Richard recounted an interesting incident involving the well known T-series label from India. Being a non-commercial radio station, WCBN has the liberty to play music without worrying about licensing fees.  But that did not prevent T-Series to call all the way from India to demand that they be paid licensing fees or WCBN stop playing their music!
Richard hosting the SOS show. Photo: Sreyashi Dey, 2010

On special occasions, SOS is planned around specific themes or event. Themed shows have been broadcast for India's 50th anniversary of independence, the passing away of well known musicians or the Cricket World Cup. During my visit to the station, I heard Philip Glass's opera Satyagraha on SOS, to mark the death anniversary of Martin Luther King, Jr.  
A technicolor Ganesh on a felt cover protecting a record turntable at WCBN! 
Photo: Sreyashi Dey, 2010

WCBN is warm, friendly, quaint and interesting. The people - students, staff and community members - quirky, diverse and fun. The music is an eclectic mixture of any type of music imaginable, from reggae and pop to punk rock and rap, in addition to the specialty shows playing music from around the world. "Sounds of the Subcontinent" is a unique representation of South Asian music in the Ann Arbor area, and I was delightfully surprised to come across Ganesh, the Hindu god of auspicious beginnings and the remover of obstacles, making sure that it continues to be so by protecting the vinyl record turntables and more!

Listen to the "Sounds of the Subcontinent" on 88.3FM every Sunday from 3-5pm.

Saturday, March 27, 2010

Morning Sun

Photo: Sreyashi Dey, 2010

Soft morning sun, echoing
     the iron drums of bastar musicians
          on raku colors of fire.

I woke up this morning to mellow March sunlight streaming in through the window, creating intriguing patterns of light and shadow on my favorite raku fired pottery. The three rustic musicians heralded my weekend morning. These stylized, slender and elongated brass figures are distinctive of the dhokra craft tradition of metal casting in the Bastar district of the southern part of Chhattisgarh in India. I acquired the raku pottery at the Ann Arbor Street Art Fair several years ago. Creations of two artists, so separated in time and space, now bathed together in the glow of early morning sun.

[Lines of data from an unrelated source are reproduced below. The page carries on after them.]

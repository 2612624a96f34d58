//! SQLite-backed mirror of marketplace resources.
//!
//! Rows are keyed by `(account_id, id)`. Each upsert checks for an existing
//! row inside the same transaction so callers learn whether the record was
//! created or updated.

use std::collections::BTreeMap;
use std::sync::Arc;

use async_trait::async_trait;
use rusqlite::{params, Transaction};
use sellersync_core::MirrorRepository;
use sellersync_domain::{
    Listing, Order, Question, ResourceKind, Result, SellerSyncError, Shipment, ShipmentRef,
    UpsertOutcome,
};
use serde_json::Value;
use uuid::Uuid;

use super::manager::{to_millis, usize_param, with_connection, DbConnection, DbManager};
use crate::errors::map_sql_error;

pub struct SqliteMirrorRepository {
    db: Arc<DbManager>,
}

impl SqliteMirrorRepository {
    pub fn new(db: Arc<DbManager>) -> Self {
        Self { db }
    }

    /// Rows stored per resource for one account.
    pub async fn counts(&self, account_id: Uuid) -> Result<BTreeMap<ResourceKind, u64>> {
        with_connection(&self.db, move |conn| {
            let mut counts = BTreeMap::new();
            for kind in ResourceKind::ALL {
                let count: i64 = conn
                    .query_row(
                        &format!("SELECT count(*) FROM {} WHERE account_id = ?1", table_for(kind)),
                        params![account_id.to_string()],
                        |row| row.get(0),
                    )
                    .map_err(map_sql_error)?;
                counts.insert(kind, u64::try_from(count).unwrap_or_default());
            }
            Ok(counts)
        })
        .await
    }
}

fn table_for(kind: ResourceKind) -> &'static str {
    match kind {
        ResourceKind::Items => "listings",
        ResourceKind::Orders => "orders",
        ResourceKind::Shipments => "shipments",
        ResourceKind::Questions => "questions",
    }
}

fn raw_json(value: &Value) -> Result<String> {
    serde_json::to_string(value)
        .map_err(|e| SellerSyncError::Internal(format!("cannot serialize raw payload: {e}")))
}

fn upsert_in_tx(
    conn: &mut DbConnection,
    kind: ResourceKind,
    account_id: Uuid,
    id: &str,
    write: impl FnOnce(&Transaction<'_>) -> rusqlite::Result<usize>,
) -> Result<UpsertOutcome> {
    let tx = conn.transaction().map_err(map_sql_error)?;
    let exists: bool = tx
        .query_row(
            &format!(
                "SELECT EXISTS(SELECT 1 FROM {} WHERE account_id = ?1 AND id = ?2)",
                table_for(kind)
            ),
            params![account_id.to_string(), id],
            |row| row.get(0),
        )
        .map_err(map_sql_error)?;
    write(&tx).map_err(map_sql_error)?;
    tx.commit().map_err(map_sql_error)?;
    Ok(if exists { UpsertOutcome::Updated } else { UpsertOutcome::Created })
}

const LISTING_UPSERT_SQL: &str = "INSERT INTO listings (
        account_id, id, title, status, price, currency, available_quantity, permalink,
        remote_updated_at, raw, synced_at
    ) VALUES (?1, ?2, ?3, ?4, ?5, ?6, ?7, ?8, ?9, ?10, ?11)
    ON CONFLICT(account_id, id) DO UPDATE SET
        title = excluded.title,
        status = excluded.status,
        price = excluded.price,
        currency = excluded.currency,
        available_quantity = excluded.available_quantity,
        permalink = excluded.permalink,
        remote_updated_at = excluded.remote_updated_at,
        raw = excluded.raw,
        synced_at = excluded.synced_at";

const ORDER_UPSERT_SQL: &str = "INSERT INTO orders (
        account_id, id, status, total_amount, currency, buyer_id, shipment_id, date_created,
        raw, synced_at
    ) VALUES (?1, ?2, ?3, ?4, ?5, ?6, ?7, ?8, ?9, ?10)
    ON CONFLICT(account_id, id) DO UPDATE SET
        status = excluded.status,
        total_amount = excluded.total_amount,
        currency = excluded.currency,
        buyer_id = excluded.buyer_id,
        shipment_id = excluded.shipment_id,
        date_created = excluded.date_created,
        raw = excluded.raw,
        synced_at = excluded.synced_at";

const SHIPMENT_UPSERT_SQL: &str = "INSERT INTO shipments (
        account_id, id, order_id, status, substatus, tracking_number, raw, synced_at
    ) VALUES (?1, ?2, ?3, ?4, ?5, ?6, ?7, ?8)
    ON CONFLICT(account_id, id) DO UPDATE SET
        order_id = excluded.order_id,
        status = excluded.status,
        substatus = excluded.substatus,
        tracking_number = excluded.tracking_number,
        raw = excluded.raw,
        synced_at = excluded.synced_at";

const QUESTION_UPSERT_SQL: &str = "INSERT INTO questions (
        account_id, id, item_id, text, status, answer, date_created, raw, synced_at
    ) VALUES (?1, ?2, ?3, ?4, ?5, ?6, ?7, ?8, ?9)
    ON CONFLICT(account_id, id) DO UPDATE SET
        item_id = excluded.item_id,
        text = excluded.text,
        status = excluded.status,
        answer = excluded.answer,
        date_created = excluded.date_created,
        raw = excluded.raw,
        synced_at = excluded.synced_at";

#[async_trait]
impl MirrorRepository for SqliteMirrorRepository {
    async fn upsert_listing(&self, listing: &Listing) -> Result<UpsertOutcome> {
        let l = listing.clone();
        with_connection(&self.db, move |conn| {
            let raw = raw_json(&l.raw)?;
            upsert_in_tx(conn, ResourceKind::Items, l.account_id, &l.id, |tx| {
                tx.execute(
                    LISTING_UPSERT_SQL,
                    params![
                        l.account_id.to_string(),
                        l.id,
                        l.title,
                        l.status,
                        l.price,
                        l.currency,
                        l.available_quantity,
                        l.permalink,
                        l.remote_updated_at,
                        raw,
                        to_millis(l.synced_at),
                    ],
                )
            })
        })
        .await
    }

    async fn upsert_order(&self, order: &Order) -> Result<UpsertOutcome> {
        let o = order.clone();
        with_connection(&self.db, move |conn| {
            let raw = raw_json(&o.raw)?;
            upsert_in_tx(conn, ResourceKind::Orders, o.account_id, &o.id, |tx| {
                tx.execute(
                    ORDER_UPSERT_SQL,
                    params![
                        o.account_id.to_string(),
                        o.id,
                        o.status,
                        o.total_amount,
                        o.currency,
                        o.buyer_id,
                        o.shipment_id,
                        o.date_created,
                        raw,
                        to_millis(o.synced_at),
                    ],
                )
            })
        })
        .await
    }

    async fn upsert_shipment(&self, shipment: &Shipment) -> Result<UpsertOutcome> {
        let s = shipment.clone();
        with_connection(&self.db, move |conn| {
            let raw = raw_json(&s.raw)?;
            upsert_in_tx(conn, ResourceKind::Shipments, s.account_id, &s.id, |tx| {
                tx.execute(
                    SHIPMENT_UPSERT_SQL,
                    params![
                        s.account_id.to_string(),
                        s.id,
                        s.order_id,
                        s.status,
                        s.substatus,
                        s.tracking_number,
                        raw,
                        to_millis(s.synced_at),
                    ],
                )
            })
        })
        .await
    }

    async fn upsert_question(&self, question: &Question) -> Result<UpsertOutcome> {
        let q = question.clone();
        with_connection(&self.db, move |conn| {
            let raw = raw_json(&q.raw)?;
            upsert_in_tx(conn, ResourceKind::Questions, q.account_id, &q.id, |tx| {
                tx.execute(
                    QUESTION_UPSERT_SQL,
                    params![
                        q.account_id.to_string(),
                        q.id,
                        q.item_id,
                        q.text,
                        q.status,
                        q.answer,
                        q.date_created,
                        raw,
                        to_millis(q.synced_at),
                    ],
                )
            })
        })
        .await
    }

    async fn shipment_refs(
        &self,
        account_id: Uuid,
        offset: usize,
        limit: usize,
    ) -> Result<Vec<ShipmentRef>> {
        with_connection(&self.db, move |conn| {
            let mut stmt = conn
                .prepare(
                    "SELECT id, shipment_id FROM orders
                     WHERE account_id = ?1 AND shipment_id IS NOT NULL
                     ORDER BY id
                     LIMIT ?2 OFFSET ?3",
                )
                .map_err(map_sql_error)?;
            let rows = stmt
                .query_map(
                    params![account_id.to_string(), usize_param(limit), usize_param(offset)],
                    |row| Ok(ShipmentRef { order_id: row.get(0)?, shipment_id: row.get(1)? }),
                )
                .map_err(map_sql_error)?;
            rows.collect::<rusqlite::Result<Vec<_>>>().map_err(map_sql_error)
        })
        .await
    }
}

A few other dhokra pieces from my collection:
Elephant. Photo: Sreyashi Dey, 2010

Owl. Photo: Sreyashi Dey, 2010

Rickshaw Puller. Photo: Sreyashi Dey, 2010

Tuesday, March 23, 2010

Tea/Chai, Part II: Ann Arbor

Tea and Chai have certainly journeyed well out of India and taken root in distant lands such as Ann Arbor, Michigan. But now we have globalization to blame for such redundancies as Chai Tea Latte - staple beverages at Starbucks, Espresso Royale or Borders, to say nothing of packaged products from say Oregon Chai, Chai concentrates and flavored Chai tea bags with spices mixed in. 

In Hindi Chai means tea, so to say Chai Tea is redundant. We wouldn't want to say Tea Tea, would we? To add Latte to the mix is introducing another country and idea, leading to a confusion in terminology as well as concept and taste. But some of this mingling of influences is inevitable and in my opinion it is best to just observe and smile. After all, don't Indians in India savor the morphed taste of distinctly Indian/curried Chinese food? How about McAloo Tikki Burgers? Or Keema Do Pyaaza and Paneer Tikka topped Domino's pizza? So can we really complain about the worldwide proliferation of Chai Tea? 

As we (happily) live with some of this confusion in taste and nomenclature, I want to mention TeaHaus, a wonderful haven for tea connoisseurs, right by the historic Kerrytown in Ann Arbor.  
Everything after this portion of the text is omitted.